The Passed Note Issue 5 October 2017 | Page 43

Katie Krantz

I Tried

Money to cover an application fee was a laughable concept.

“Sure, son, if you really want to,” she said, disbelief dripping from every syllable. Her swollen feet, holding miles walked, were up on the table. Wine swished. Her wedding ring fused to her finger clinked against glass with every rotation.

“I do. I liked the pamphlet. I think my grades are good enough,” I responded, excitement filling my stomach, inflating my tiny balloon soul. The balloon sat there, small and hopeful, after friends dared to conspire over the sticky lunch table. We whispered the most dangerous words ever spoken in Nowhere, Texas. What if you tried? The flaming bullet tore my brain to pieces. I pushed my hand through my hair to stop it, forgetting that I had recently buzzed it to cool down fieldwork for harvest season.

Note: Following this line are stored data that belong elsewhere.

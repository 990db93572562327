//! Hydra document types produced by the collection and pagination logic.
//!
//! These serialize straight to the JSON-LD shapes consumed by the
//! surrounding HTTP layer; field order follows the wire format.

use serde::Serialize;

/// `hydra:view` navigation descriptor attached to a paginated collection.
#[derive(Debug, Clone, PartialEq, Eq, Serialize)]
pub struct PartialCollectionView {
    #[serde(rename = "@id")]
    pub id: String,
    #[serde(rename = "@type")]
    pub type_: String,
    #[serde(rename = "hydra:first")]
    pub first: String,
    #[serde(rename = "hydra:last")]
    pub last: String,
    #[serde(rename = "hydra:previous", skip_serializing_if = "Option::is_none")]
    pub previous: Option<String>,
    #[serde(rename = "hydra:next", skip_serializing_if = "Option::is_none")]
    pub next: Option<String>,
}

impl PartialCollectionView {
    pub const TYPE: &'static str = "hydra:PartialCollectionView";
}

/// One member entry of a collection page.
#[derive(Debug, Clone, PartialEq, Eq, Serialize)]
pub struct CollectionMember {
    #[serde(rename = "@id")]
    pub id: String,
    #[serde(rename = "@type")]
    pub type_: String,
}

/// A typed collection document, optionally carrying a pagination view.
#[derive(Debug, Clone, PartialEq, Serialize)]
pub struct Collection {
    #[serde(rename = "@id")]
    pub id: String,
    #[serde(rename = "@context")]
    pub context: Option<serde_json::Value>,
    #[serde(rename = "@type")]
    pub type_: String,
    pub members: Vec<CollectionMember>,
    #[serde(rename = "hydra:totalItems", skip_serializing_if = "Option::is_none")]
    pub total_items: Option<i64>,
    #[serde(rename = "hydra:view", skip_serializing_if = "Option::is_none")]
    pub view: Option<PartialCollectionView>,
}
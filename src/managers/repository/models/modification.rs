#![allow(unreachable_pub)]

use sea_orm::{
    entity::prelude::{DeriveRelation, EnumIter},
    prelude::{
        ActiveModelBehavior, DateTimeUtc, DeriveEntityModel, DerivePrimaryKey, PrimaryKeyTrait,
    },
};

use crate::types::ModificationRecord;

/// Append-only modification-log row; `job_id` increases monotonically.
#[derive(Clone, Debug, PartialEq, DeriveEntityModel)]
#[sea_orm(table_name = "modification")]
pub struct Model {
    #[sea_orm(primary_key)]
    pub job_id: i64,
    pub method: String,
    pub resource_url: String,
    pub created_at: DateTimeUtc,
}

#[derive(Copy, Clone, Debug, EnumIter, DeriveRelation)]
pub enum Relation {}

impl ActiveModelBehavior for ActiveModel {}

impl From<Model> for ModificationRecord {
    fn from(model: Model) -> Self {
        ModificationRecord {
            job_id: model.job_id,
            method: model.method,
            resource_url: model.resource_url,
        }
    }
}
//! Modification-log queries used by synchronization clients.

use std::sync::Arc;

use crate::{
    error::DataError,
    types::{traits::ModificationLog, ModificationRecord},
};

pub struct ModificationService {
    log: Arc<dyn ModificationLog>,
}

impl ModificationService {
    pub fn new(log: Arc<dyn ModificationLog>) -> Self {
        Self { log }
    }

    /// Append a modification record; returns the new job id.
    pub async fn record(&self, method: &str, resource_url: &str) -> Result<i64, DataError> {
        Ok(self.log.append(method, resource_url).await?)
    }

    /// Job id of the most recent modification, `None` when the log is empty.
    pub async fn last_job_id(&self) -> Result<Option<i64>, DataError> {
        Ok(self
            .log
            .latest()
            .await?
            .map(|record| record.job_id))
    }

    /// All modifications after the given job id, ascending; all records
    /// when no anchor is given. An unknown anchor yields an empty list.
    pub async fn diff(
        &self,
        agent_job_id: Option<i64>,
    ) -> Result<Vec<ModificationRecord>, DataError> {
        match agent_job_id {
            Some(job_id) => Ok(self.log.records_after(job_id).await?),
            None => Ok(self.log.all_records().await?),
        }
    }
}
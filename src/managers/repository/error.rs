use thiserror::Error;

use crate::types::traits::StoreError;

/// Error types for repository/database operations
#[derive(Error, Debug)]
pub enum RepositoryError {
    /// Database error - wraps all SeaORM errors
    #[error(transparent)]
    Database(#[from] sea_orm::DbErr),

    /// Record not found error
    #[error("Record not found: {0}")]
    NotFound(String),

    /// Stored row that cannot be mapped back to a domain value.
    #[error("Corrupted record: {0}")]
    Corrupted(String),
}

impl From<RepositoryError> for StoreError {
    fn from(err: RepositoryError) -> Self {
        match err {
            RepositoryError::Database(e) => StoreError::Database(e),
            other => StoreError::Backend(other.to_string()),
        }
    }
}
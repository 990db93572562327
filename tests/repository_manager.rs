#![allow(clippy::unwrap_used)]

//! Integration test for the SeaORM-backed store.
//!
//! Runs against an in-memory SQLite database; no external services needed.
//! The production deployment uses MySQL through the same code path.

use std::sync::Arc;

use serde_json::json;

use hydra_engine::{
    config::ApiConfig,
    managers::repository::RepositoryManager,
    services::ResourceService,
    types::{traits::GraphStore, EdgeLookup, PropertyKind, RawParams},
};

#[tokio::test]
async fn test_sqlite_backed_crud_and_pagination() {
    let manager = Arc::new(
        RepositoryManager::connect_with_url("sqlite::memory:")
            .await
            .unwrap(),
    );

    manager.insert_class("Drone").await.unwrap();
    manager
        .insert_property("name", PropertyKind::Unspecified)
        .await
        .unwrap();

    let config = ApiConfig {
        api_name: "api".to_string(),
        paginate: true,
        page_size: 10,
    };
    let service = ResourceService::new(manager.clone(), manager.clone(), &config);

    let mut ids = Vec::new();
    for n in 0..12 {
        let id = service
            .insert(&json!({"@type": "Drone", "name": format!("d{}", n)}), None)
            .await
            .unwrap();
        ids.push(id);
    }

    let drone = service.get(ids[0], "Drone", None).await.unwrap();
    assert_eq!(drone["@type"], json!("Drone"));
    assert_eq!(drone["name"], json!("d0"));

    let page2 = service
        .get_collection(
            "Drone",
            &[("page".to_string(), "2".to_string())]
                .into_iter()
                .collect::<RawParams>(),
            None,
        )
        .await
        .unwrap();
    assert_eq!(page2.members.len(), 2);
    assert_eq!(page2.total_items, Some(12));
    let view = page2.view.unwrap();
    assert_eq!(view.last, "/api/DroneCollection?page=2");

    service.delete(ids[0], "Drone").await.unwrap();
    assert!(!manager.instance_exists(ids[0]).await.unwrap());
}

#[tokio::test]
async fn test_sqlite_property_specialization_and_edge_lookup() {
    let manager = Arc::new(
        RepositoryManager::connect_with_url("sqlite::memory:")
            .await
            .unwrap(),
    );

    manager.insert_class("Drone").await.unwrap();
    manager.insert_class("State").await.unwrap();
    let property_id = manager
        .insert_property("hasState", PropertyKind::Unspecified)
        .await
        .unwrap();
    manager
        .insert_property("speed", PropertyKind::Unspecified)
        .await
        .unwrap();

    let config = ApiConfig {
        api_name: "api".to_string(),
        paginate: true,
        page_size: 10,
    };
    let service = ResourceService::new(manager.clone(), manager.clone(), &config);

    // First use with a nested object narrows the property kind
    let drone_id = service
        .insert(
            &json!({"@type": "Drone", "hasState": {"@type": "State", "speed": "42"}}),
            None,
        )
        .await
        .unwrap();

    let property = manager
        .property_by_id(property_id)
        .await
        .unwrap()
        .unwrap();
    assert_eq!(property.kind, PropertyKind::Instance);

    match manager.entity_edge_one(drone_id, property_id).await.unwrap() {
        EdgeLookup::Found(edge) => {
            let state = service.get(edge.object, "State", None).await.unwrap();
            assert_eq!(state["speed"], json!("42"));
        }
        other => panic!("expected one entity edge, got {:?}", other),
    }
}
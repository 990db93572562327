mod defaults;
mod error;
mod loader;

use serde::{Deserialize, Serialize};

pub use self::{
    error::ConfigError,
    loader::{load_configuration, load_configuration_from},
};
use crate::{
    logger::LoggerConfig,
    managers::repository::{RepositoryManagerConfig, RepositoryManagerConfigRaw},
};

/// Hypermedia API surface settings.
#[derive(Debug, Serialize, Deserialize, Clone)]
#[serde(deny_unknown_fields)]
pub struct ApiConfig {
    /// Mount point of the API, first segment of every generated IRI.
    pub api_name: String,
    /// Whether collection reads are paginated at all.
    pub paginate: bool,
    /// Default page size, overridable per request via `limit`.
    pub page_size: i64,
}

#[derive(Debug, Serialize, Deserialize, Clone)]
#[serde(deny_unknown_fields)]
pub struct ConfigRaw {
    pub api: ApiConfig,
    pub repository: RepositoryManagerConfigRaw,
    pub logger: LoggerConfig,
}

#[derive(Debug, Clone)]
pub struct Config {
    pub api: ApiConfig,
    pub repository: RepositoryManagerConfig,
    pub logger: LoggerConfig,
}

impl ConfigRaw {
    pub fn resolve(self) -> Result<Config, ConfigError> {
        if self.api.page_size <= 0 {
            return Err(ConfigError::InvalidConfig(
                "api.page_size must be positive".to_string(),
            ));
        }

        Ok(Config {
            api: self.api,
            repository: self.repository.resolve()?,
            logger: self.logger,
        })
    }
}
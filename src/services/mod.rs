pub mod filter;
pub mod materializer;
pub mod modification;
pub mod pagination;
pub mod resource;

pub use materializer::GraphMaterializer;
pub use modification::ModificationService;
pub use resource::ResourceService;
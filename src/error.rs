use thiserror::Error;

use crate::types::traits::StoreError;

/// Top-level error taxonomy of the data-access layer.
///
/// Every variant maps to a 4xx-class failure at the HTTP boundary except
/// `Store`, which wraps backend failures. Errors are raised at the point of
/// detection and propagate unchanged; the only downgrades are documented on
/// the materializer (missing literal masked to an empty string) and the
/// filter matcher (failed edge lookup treated as "does not match").
#[derive(Error, Debug)]
pub enum DataError {
    /// Requested type name has no matching class definition.
    #[error("The class {0} is not a valid/defined RDFClass")]
    ClassNotFound(String),

    /// Requested (id, type) pair has no matching instance.
    #[error("Instance of type {type_} not found (id: {id:?})")]
    InstanceNotFound { type_: String, id: Option<i64> },

    /// Attempted creation collides with an existing singleton instance.
    #[error("Instance of type {0} already exists")]
    InstanceExists(String),

    /// Object payload references an undefined property.
    #[error("The property {0} is not a valid/defined property")]
    PropertyNotFound(String),

    /// A nested-object value was supplied for a non-instance property.
    #[error("The property {0} is not an instance property")]
    NotInstanceProperty(String),

    /// A class-valued property was supplied for a non-abstract property.
    #[error("The property {0} is not an abstract property")]
    NotAbstractProperty(String),

    /// A search query-string key does not resolve to a known property name.
    #[error("Query parameter {0} does not resolve to a known property")]
    InvalidSearchParameter(String),

    /// Two mutually exclusive pagination styles were supplied together.
    #[error("Incompatible pagination parameters: {0} and {1}")]
    IncompatibleParameters(&'static str, &'static str),

    /// Requested page is non-numeric, negative, or past the last page.
    #[error("Page {0} not found")]
    PageNotFound(String),

    /// Requested offset exceeds the result-set length.
    #[error("Offset {0} is out of range")]
    OffsetOutOfRange(i64),

    /// Storage backend failure.
    #[error(transparent)]
    Store(#[from] StoreError),
}
use std::sync::Arc;

use sea_orm::{DatabaseConnection, EntityTrait, Set};

use crate::{
    managers::repository::{error::RepositoryError, models::terminal::{self, Entity}},
    types::TerminalRecord,
};

pub struct TerminalRepository {
    conn: Arc<DatabaseConnection>,
}

impl TerminalRepository {
    pub fn new(conn: Arc<DatabaseConnection>) -> Self {
        Self { conn }
    }

    pub async fn get_by_id(&self, id: i64) -> Result<Option<TerminalRecord>, RepositoryError> {
        let record = Entity::find_by_id(id).one(self.conn.as_ref()).await?;

        Ok(record.map(TerminalRecord::from))
    }

    /// Store a literal value and return its terminal id.
    pub async fn create(&self, value: &str) -> Result<i64, RepositoryError> {
        let active_model = terminal::ActiveModel {
            value: Set(Some(value.to_string())),
            ..Default::default()
        };

        let result = Entity::insert(active_model).exec(self.conn.as_ref()).await?;

        Ok(result.last_insert_id)
    }
}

Mom snorted again, and took another sip of wine.

“That’s great, honey.” The TV flickered. Housewives cried from the stress of luxury. Skyscrapers stretched across another planet’s skyline. The smell of asparagus bloomed through the kitchen. It didn’t hit my nose. The scent was already stuck in my nostrils from last week, filling them with the end of the harvest. I turned my attention to chopping. My fingers fell into a familiar dance as my thoughts sprinted beyond the countertop. They ran past even rows of asparagus, of other crops slowly ripening in the fields. They hurdled the broken fence and screamed for the skyscrapers, for a tomorrow filled with ideas instead of dirt. Dinner ended, but dreams didn’t. What if you tried?

Melissa Ostrom

The Snow Globe

In November, on the day she lost her best friend, Madison, to Casey Sue Lipsey, Alice Podero got off the bus and stepped into a bug-riddled air. Then, when she turned and opened her mouth to thank Mrs. Fudge, the driver, Alice gulped something small and winged. Between coughs, she choked out a goodbye and made her way up the winding gravel driveway, lugging her backpack and gym bag on one side and her coat and art project on the other. It was too hot for the end of the day and much too hot for the middle of November—Indian summer, Mrs. D’Angelo had called it in first period gym before herding everyone outside. Whatever it was, Alice disapproved. The naked woods, heavy with the scent of fallen leaves, made sense; the swampy breeze slithering through the trees didn’t.

A beetle landed on Alice’s self-portrait. She shook the painting, but it clung to the thick paper, directly on the tip of the nose she’d painted too big. She tried slapping it off with her gym bag and ended up smearing its guts across a cheek. Two tattered wings stuck to an ear.

Growling, she stomped up the sun-drenched steps of the back porch. Box elder bugs, whole piles of them, formed clumpy rivulets on the gray siding by the door. So many bugs. Bugs everywhere. They disgusted her, and she fumbled with the doorknob, anxious to get inside and escape the buzzing infestation.